* [Exercise prompt]:
Reproduce the records that follow exactly as they are written.

* [Data excerpts]:
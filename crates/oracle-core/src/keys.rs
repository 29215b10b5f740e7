//! Allow-list validation for caller-supplied profile keys.
//!
//! Callers are expected to sanitize identifiers already; the store re-checks
//! before a key reaches any lookup or path construction.

use crate::storage::ProfileStoreError;

pub const MAX_KEY_LEN: usize = 64;

/// Accepts 1..=64 characters of `[A-Za-z0-9_.:-]`, not starting with `.`.
pub fn validate_key(key: &str) -> Result<&str, ProfileStoreError> {
    if key.is_empty() {
        return Err(invalid("key must not be empty"));
    }
    if key.len() > MAX_KEY_LEN {
        return Err(invalid(&format!(
            "key longer than {MAX_KEY_LEN} characters"
        )));
    }
    if key.starts_with('.') {
        return Err(invalid("key must not start with '.'"));
    }
    if let Some(bad) = key.chars().find(|c| !is_allowed(*c)) {
        return Err(invalid(&format!("key contains disallowed character {bad:?}")));
    }
    Ok(key)
}

fn is_allowed(c: char) -> bool {
    c.is_ascii_alphanumeric() || matches!(c, '_' | '-' | '.' | ':')
}

fn invalid(reason: &str) -> ProfileStoreError {
    ProfileStoreError::Validation {
        reason: reason.to_string(),
    }
}
use clap::{Parser, Subcommand, ValueEnum};
use oracle_core::profile::Personalization;

/// CLI surface definition for operating the profile store.
#[derive(Parser, Debug)]
#[command(
    name = "oracle",
    about = "Encrypted profile store for the Oracle fortune mini-app",
    version,
    propagate_version = true
)]
pub struct Cli {
    /// Optional subcommand; defaults to a storage health check when absent.
    #[command(subcommand)]
    pub command: Option<Command>,
}

#[derive(Subcommand, Debug, Clone, PartialEq, Eq)]
pub enum Command {
    /// Print version and exit.
    Version,
    /// Round-trip a probe profile through the encrypted store.
    Health,
    /// Print a fresh base64 encryption key for `encryption_key`.
    Keygen,
    /// Manage CLI configuration.
    #[command(subcommand)]
    Config(ConfigCommand),
    /// Read and modify stored profiles.
    #[command(subcommand)]
    Profile(ProfileCommand),
}

#[derive(Subcommand, Debug, Clone, PartialEq, Eq)]
pub enum ConfigCommand {
    /// Create a default config file if one does not exist.
    Init,
}

#[derive(Subcommand, Debug, Clone, PartialEq, Eq)]
pub enum ProfileCommand {
    /// Print one profile as JSON.
    Get { key: String },
    /// Create or update a profile; omitted fields keep their stored value.
    Set {
        key: String,
        /// Birthdate as YYYY-MM-DD.
        #[arg(long)]
        birthdate: Option<String>,
        #[arg(long)]
        consent: Option<bool>,
        #[arg(long)]
        marketing: Option<bool>,
        #[arg(long, value_enum)]
        personalization: Option<PersonalizationArg>,
    },
    /// Remove a profile (succeeds if already absent).
    Delete { key: String },
    /// List stored profile keys.
    List,
    /// Check a birthdate against the stored one without printing it.
    VerifyBirthdate { key: String, birthdate: String },
}

#[derive(ValueEnum, Debug, Clone, Copy, PartialEq, Eq)]
pub enum PersonalizationArg {
    Off,
    Basic,
    Full,
}

impl From<PersonalizationArg> for Personalization {
    fn from(arg: PersonalizationArg) -> Self {
        match arg {
            PersonalizationArg::Off => Personalization::Off,
            PersonalizationArg::Basic => Personalization::Basic,
            PersonalizationArg::Full => Personalization::Full,
        }
    }
}

#[cfg(test)]
mod tests {
    use super::*;

    #[test]
    fn defaults_to_none_when_missing_subcommand() {
        let cli = Cli::try_parse_from(["oracle"]).expect("parse should succeed");
        assert_eq!(cli.command, None);
    }

    #[test]
    fn parses_health_subcommand() {
        let cli = Cli::try_parse_from(["oracle", "health"]).expect("parse should succeed");
        assert_eq!(cli.command, Some(Command::Health));
    }

    #[test]
    fn parses_config_init_subcommand() {
        let cli = Cli::try_parse_from(["oracle", "config", "init"]).expect("parse should succeed");
        assert_eq!(cli.command, Some(Command::Config(ConfigCommand::Init)));
    }

    #[test]
    fn parses_profile_set_with_partial_fields() {
        let cli = Cli::try_parse_from([
            "oracle",
            "profile",
            "set",
            "user-42",
            "--birthdate",
            "1990-01-01",
            "--consent",
            "true",
            "--personalization",
            "basic",
        ])
        .expect("parse should succeed");
        assert_eq!(
            cli.command,
            Some(Command::Profile(ProfileCommand::Set {
                key: "user-42".into(),
                birthdate: Some("1990-01-01".into()),
                consent: Some(true),
                marketing: None,
                personalization: Some(PersonalizationArg::Basic),
            }))
        );
    }

    #[test]
    fn parses_verify_birthdate() {
        let cli = Cli::try_parse_from(["oracle", "profile", "verify-birthdate", "k", "2000-01-01"])
            .expect("parse should succeed");
        assert_eq!(
            cli.command,
            Some(Command::Profile(ProfileCommand::VerifyBirthdate {
                key: "k".into(),
                birthdate: "2000-01-01".into(),
            }))
        );
    }
}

* [Response box]:
filename crates/oracle-core/src/keys.rs
repository 29215b10b5f740e7
//! Allow-list validation for caller-supplied profile keys.
//!
//! Callers are expected to sanitize identifiers already; the store re-checks
//! before a key reaches any lookup or path construction.

use crate::storage::ProfileStoreError;

pub const MAX_KEY_LEN: usize = 64;

/// Accepts 1..=64 characters of `[A-Za-z0-9_.:-]`, not starting with `.`.
pub fn validate_key(key: &str) -> Result<&str, ProfileStoreError> {
    if key.is_empty() {
        return Err(invalid("key must not be empty"));
    }
    if key.len() > MAX_KEY_LEN {
        return Err(invalid(&format!(
            "key longer than {MAX_KEY_LEN} characters"
        )));
    }
    if key.starts_with('.') {
        return Err(invalid("key must not start with '.'"));
    }
    if let Some(bad) = key.chars().find(|c| !is_allowed(*c)) {
        return Err(invalid(&format!("key contains disallowed character {bad:?}")));
    }
    Ok(key)
}

fn is_allowed(c: char) -> bool {
    c.is_ascii_alphanumeric() || matches!(c, '_' | '-' | '.' | ':')
}

fn invalid(reason: &str) -> ProfileStoreError {
    ProfileStoreError::Validation {
        reason: reason.to_string(),
    }
}
use clap::{Parser, Subcommand, ValueEnum};
use oracle_core::profile::Personalization;

/// CLI surface definition for operating the profile store.
#[derive(Parser, Debug)]
#[command(
    name = "oracle",
    about = "Encrypted profile store for the Oracle fortune mini-app",
    version,
    propagate_version = true
)]
pub struct Cli {
    /// Optional subcommand; defaults to a storage health check when absent.
    #[command(subcommand)]
    pub command: Option<Command>,
}

#[derive(Subcommand, Debug, Clone, PartialEq, Eq)]
pub enum Command {
    /// Print version and exit.
    Version,
    /// Round-trip a probe profile through the encrypted store.
    Health,
    /// Print a fresh base64 encryption key for `encryption_key`.
    Keygen,
    /// Manage CLI configuration.
    #[command(subcommand)]
    Config(ConfigCommand),
    /// Read and modify stored profiles.
    #[command(subcommand)]
    Profile(ProfileCommand),
}

#[derive(Subcommand, Debug, Clone, PartialEq, Eq)]
pub enum ConfigCommand {
    /// Create a default config file if one does not exist.
    Init,
}

#[derive(Subcommand, Debug, Clone, PartialEq, Eq)]
pub enum ProfileCommand {
    /// Print one profile as JSON.
    Get { key: String },
    /// Create or update a profile; omitted fields keep their stored value.
    Set {
        key: String,
        /// Birthdate as YYYY-MM-DD.
        #[arg(long)]
        birthdate: Option<String>,
        #[arg(long)]
        consent: Option<bool>,
        #[arg(long)]
        marketing: Option<bool>,
        #[arg(long, value_enum)]
        personalization: Option<PersonalizationArg>,
    },
    /// Remove a profile (succeeds if already absent).
    Delete { key: String },
    /// List stored profile keys.
    List,
    /// Check a birthdate against the stored one without printing it.
    VerifyBirthdate { key: String, birthdate: String },
}

#[derive(ValueEnum, Debug, Clone, Copy, PartialEq, Eq)]
pub enum PersonalizationArg {
    Off,
    Basic,
    Full,
}

impl From<PersonalizationArg> for Personalization {
    fn from(arg: PersonalizationArg) -> Self {
        match arg {
            PersonalizationArg::Off => Personalization::Off,
            PersonalizationArg::Basic => Personalization::Basic,
            PersonalizationArg::Full => Personalization::Full,
        }
    }
}

#[cfg(test)]
mod tests {
    use super::*;

    #[test]
    fn defaults_to_none_when_missing_subcommand() {
        let cli = Cli::try_parse_from(["oracle"]).expect("parse should succeed");
        assert_eq!(cli.command, None);
    }

    #[test]
    fn parses_health_subcommand() {
        let cli = Cli::try_parse_from(["oracle", "health"]).expect("parse should succeed");
        assert_eq!(cli.command, Some(Command::Health));
    }

    #[test]
    fn parses_config_init_subcommand() {
        let cli = Cli::try_parse_from(["oracle", "config", "init"]).expect("parse should succeed");
        assert_eq!(cli.command, Some(Command::Config(ConfigCommand::Init)));
    }

    #[test]
    fn parses_profile_set_with_partial_fields() {
        let cli = Cli::try_parse_from([
            "oracle",
            "profile",
            "set",
            "user-42",
            "--birthdate",
            "1990-01-01",
            "--consent",
            "true",
            "--personalization",
            "basic",
        ])
        .expect("parse should succeed");
        assert_eq!(
            cli.command,
            Some(Command::Profile(ProfileCommand::Set {
                key: "user-42".into(),
                birthdate: Some("1990-01-01".into()),
                consent: Some(true),
                marketing: None,
                personalization: Some(PersonalizationArg::Basic),
            }))
        );
    }

    #[test]
    fn parses_verify_birthdate() {
        let cli = Cli::try_parse_from(["oracle", "profile", "verify-birthdate", "k", "2000-01-01"])
            .expect("parse should succeed");
        assert_eq!(
            cli.command,
            Some(Command::Profile(ProfileCommand::VerifyBirthdate {
                key: "k".into(),
                birthdate: "2000-01-01".into(),
            }))
        );
    }
}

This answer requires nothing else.